Regarding the movie's director Peter Hyams, as of The Relic's theatrical release, he only had fairly limited success. Though Hyams' Timecop from 1994 to this day marks Van Damme's most successful movie to date, that doesn't really say that much. Especially Hyam's previous movie before The Relic, which was Sudden Death (another solid Van Damme action movie), probably did some harm to The Relic's marketing since Sudden Death itself was pretty much a Die Hard knock-off. One could argue that many movie goers expected another copycat monster movie ala Alien with The Relic. This rather false prediction by the public was nevertheless only strengthened by the movie's pretty cheesy and generic trailer that didn't do a very good job in capturing the true tense atmosphere of the movie itself (you can watch the trailer for yourself below).

Weighing in all of The Relic's pros and cons, it's pretty safe to say that The Relic is a very enjoyable monster-horror flick that has enough going for it to stay above the sea of cheap monster trash from the direct-to-DVD bin. With high production values and a well constructed and consistent atmosphere of dread of a looming predator stalking the Museum's hallways, The Relic in many ways plays by rather old rules but presents them in an own way.
People who like straight up monster movies, in which the creature is only slowly revealed and performs more like a stalking predator, will definitely find enjoyment in The Relic. It is no masterpiece by any means and didn't and won't set any new standards for horror movies, but it also doesn't need to.
The Relic should definitely be mentioned more when talking about hidden gems among monster movie flicks. It definitely ranks right up there with other underappreciated 90s horror flicks like Candyman or Mimic.

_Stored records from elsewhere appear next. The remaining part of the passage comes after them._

//! End-to-end tests for the `esedit` binary.

#![allow(deprecated)]

use assert_cmd::Command;
use predicates::prelude::*;
use pretty_assertions::assert_eq;
use std::fs;
use std::path::Path;
use tempfile::TempDir;

const CONFIG: &str = "export default [
  {
    files: ['src/**/*.js'],
    rules: {
      'no-console': 'error',
    },
  },
];
";

fn esedit() -> Command {
    Command::cargo_bin("esedit").expect("esedit binary")
}

fn repo_with(files: &[(&str, &str)]) -> TempDir {
    let td = tempfile::tempdir().expect("tempdir");
    for (path, contents) in files {
        let full = td.path().join(path);
        if let Some(parent) = full.parent() {
            fs::create_dir_all(parent).unwrap();
        }
        fs::write(full, contents).unwrap();
    }
    td
}

fn read(root: &Path, path: &str) -> String {
    fs::read_to_string(root.join(path)).unwrap()
}

#[test]
fn test_rule_ensure_previews_a_diff_without_writing() {
    let temp = repo_with(&[("eslint.config.mjs", CONFIG)]);

    esedit()
        .current_dir(temp.path())
        .args(["rule", "ensure", "--files", "src/**/*.js"])
        .args(["--name", "no-debugger", "--value", "\"warn\""])
        .assert()
        .success()
        .stdout(predicate::str::contains("diff --git a/eslint.config.mjs"))
        .stdout(predicate::str::contains("+      'no-debugger': 'warn',"));

    assert_eq!(read(temp.path(), "eslint.config.mjs"), CONFIG);
}

#[test]
fn test_rule_ensure_with_write_edits_in_place() {
    let temp = repo_with(&[("eslint.config.mjs", CONFIG)]);

    esedit()
        .current_dir(temp.path())
        .arg("--write")
        .args(["rule", "ensure", "--files", "src/**/*.js"])
        .args(["--name", "max-depth", "--value", r#"["warn", {"max": 3}]"#])
        .assert()
        .success();

    assert_eq!(
        read(temp.path(), "eslint.config.mjs"),
        "export default [
  {
    files: ['src/**/*.js'],
    rules: {
      'no-console': 'error',
      'max-depth': ['warn', { 'max': 3 }],
    },
  },
];
"
    );

    // Second run has nothing to do.
    esedit()
        .current_dir(temp.path())
        .arg("--write")
        .args(["rule", "ensure", "--files", "src/**/*.js"])
        .args(["--name", "max-depth", "--value", r#"["warn", {"max": 3}]"#])
        .assert()
        .success()
        .stdout(predicate::str::is_empty());
}

#[test]
fn test_config_file_sets_path_and_write() {
    let temp = repo_with(&[
        ("cfg/eslint.config.js", CONFIG),
        (
            "esedit.toml",
            "[eslint]\npath = \"cfg/eslint.config.js\"\n\n[apply]\nwrite = true\n",
        ),
    ]);

    esedit()
        .current_dir(temp.path())
        .args(["rule", "remove", "--files", "src/**/*.js", "--name", "no-console"])
        .assert()
        .success();

    let edited = read(temp.path(), "cfg/eslint.config.js");
    assert!(!edited.contains("no-console"));
    assert!(edited.contains("rules: {"));
}

#[test]
fn test_repo_root_and_config_flags() {
    let temp = repo_with(&[("web/lint.mjs", CONFIG)]);

    esedit()
        .args(["--repo-root", temp.path().to_str().unwrap(), "--write"])
        .args(["config", "copy", "--config", "web/lint.mjs"])
        .args(["--from", "src/**/*.js", "--to", "test/**/*.js"])
        .assert()
        .success();

    let edited = read(temp.path(), "web/lint.mjs");
    assert!(edited.ends_with(
        "  { 'files': ['test/**/*.js'], 'rules': { 'no-console': 'error' } },\n];\n"
    ));
}

#[test]
fn test_config_list_prints_entries_as_json() {
    let temp = repo_with(&[("eslint.config.mjs", CONFIG)]);

    esedit()
        .current_dir(temp.path())
        .args(["config", "list"])
        .assert()
        .success()
        .stdout(predicate::str::contains(r#""files": ["#))
        .stdout(predicate::str::contains(r#""no-console": "error""#));
}

#[test]
fn test_missing_default_export_exits_with_block_code() {
    let temp = repo_with(&[("eslint.config.mjs", "module.exports = {};\n")]);

    esedit()
        .current_dir(temp.path())
        .args(["rule", "add", "--files", "a.js", "--name", "x", "--value", "1"])
        .assert()
        .code(2);
}

#[test]
fn test_spread_on_missing_entry_exits_with_block_code() {
    let temp = repo_with(&[("eslint.config.mjs", CONFIG)]);

    esedit()
        .current_dir(temp.path())
        .args(["spread", "add", "--files", "lib/**/*.js", "--expr", "shared.rules"])
        .assert()
        .code(2);
}

#[test]
fn test_spread_add_to_config_members() {
    let temp = repo_with(&[("eslint.config.mjs", CONFIG)]);

    esedit()
        .current_dir(temp.path())
        .args(["--write", "spread", "add", "--files", "src/**/*.js"])
        .args(["--target", "config", "--expr", "shared"])
        .assert()
        .success();

    assert!(read(temp.path(), "eslint.config.mjs").contains("    },\n    ...shared,\n  },"));
}

#[test]
fn test_invalid_json_value_is_a_runtime_error() {
    let temp = repo_with(&[("eslint.config.mjs", CONFIG)]);

    esedit()
        .current_dir(temp.path())
        .args(["rule", "add", "--files", "src/**/*.js", "--name", "x", "--value", "warn"])
        .assert()
        .code(1);
}

#[test]
fn test_import_ensure_has_and_list() {
    let temp = repo_with(&[("src/index.js", "import { a } from './lib.js';\n\na();\n")]);

    esedit()
        .current_dir(temp.path())
        .args(["--write", "import", "ensure", "--file", "src/index.js"])
        .args(["--module", "./lib.js", "--name", "b"])
        .assert()
        .success();
    assert_eq!(
        read(temp.path(), "src/index.js"),
        "import { a, b } from './lib.js';\n\na();\n"
    );

    esedit()
        .current_dir(temp.path())
        .args(["import", "has", "--file", "src/index.js"])
        .args(["--module", "./lib.js", "--name", "b", "--kind", "named"])
        .assert()
        .success()
        .stdout("true\n");

    esedit()
        .current_dir(temp.path())
        .args(["import", "list", "--file", "src/index.js"])
        .assert()
        .success()
        .stdout(predicate::str::contains(r#""module": "./lib.js""#));
}

#[test]
fn test_import_statement_and_alias() {
    let temp = repo_with(&[("main.js", "run();\n")]);

    esedit()
        .current_dir(temp.path())
        .args(["--write", "import", "statement", "--file", "main.js"])
        .args(["--text", "import run from \"./run.js\""])
        .assert()
        .success();
    esedit()
        .current_dir(temp.path())
        .args(["--write", "import", "ensure", "--file", "main.js"])
        .args(["--module", "node:path", "--name", "join", "--alias", "joinPath"])
        .assert()
        .success();

    assert_eq!(
        read(temp.path(), "main.js"),
        "import run from './run.js';\nimport { join as joinPath } from 'node:path';\nrun();\n"
    );
}

#[test]
fn test_import_alias_requires_named_kind() {
    let temp = repo_with(&[("main.js", "")]);

    esedit()
        .current_dir(temp.path())
        .args(["import", "ensure", "--file", "main.js", "--module", "m"])
        .args(["--name", "m", "--kind", "default", "--alias", "x"])
        .assert()
        .code(1);
}

#[test]
fn test_unknown_import_kind_is_rejected() {
    esedit()
        .args(["import", "has", "--file", "a.js", "--module", "m", "--kind", "star"])
        .assert()
        .failure()
        .stderr(predicate::str::contains("unknown import kind"));
}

Because there is always a sewer level.

Bottom Line:

The Relic is a mostly very traditional monster movie that nevertheless boasts a unique predatory monster in the spotlight with a consistently mysterious and tense atmosphere. Despite its strengths and high production values though, it is without any doubt one of the most underrated and overlooked creature features from the 90s. Though it doesn't do enough to change up the monster movie genre as a whole, it's definitely a very solid experience that manages to benefit both from its straight-forward pace and story as well as respectable share of own new ideas it brings to the table.

You will probably like The Relic if you liked: Mimic (1997), Pumpkinhead (1988), Predator (1987), Jaws (1975).   

Where to get it:
The Relic is pretty easy and cheap to get both on DVD and on Blu-Ray. You can also try to watch it on TV, where it's usually one of those movies that are aired late at night during the weekends.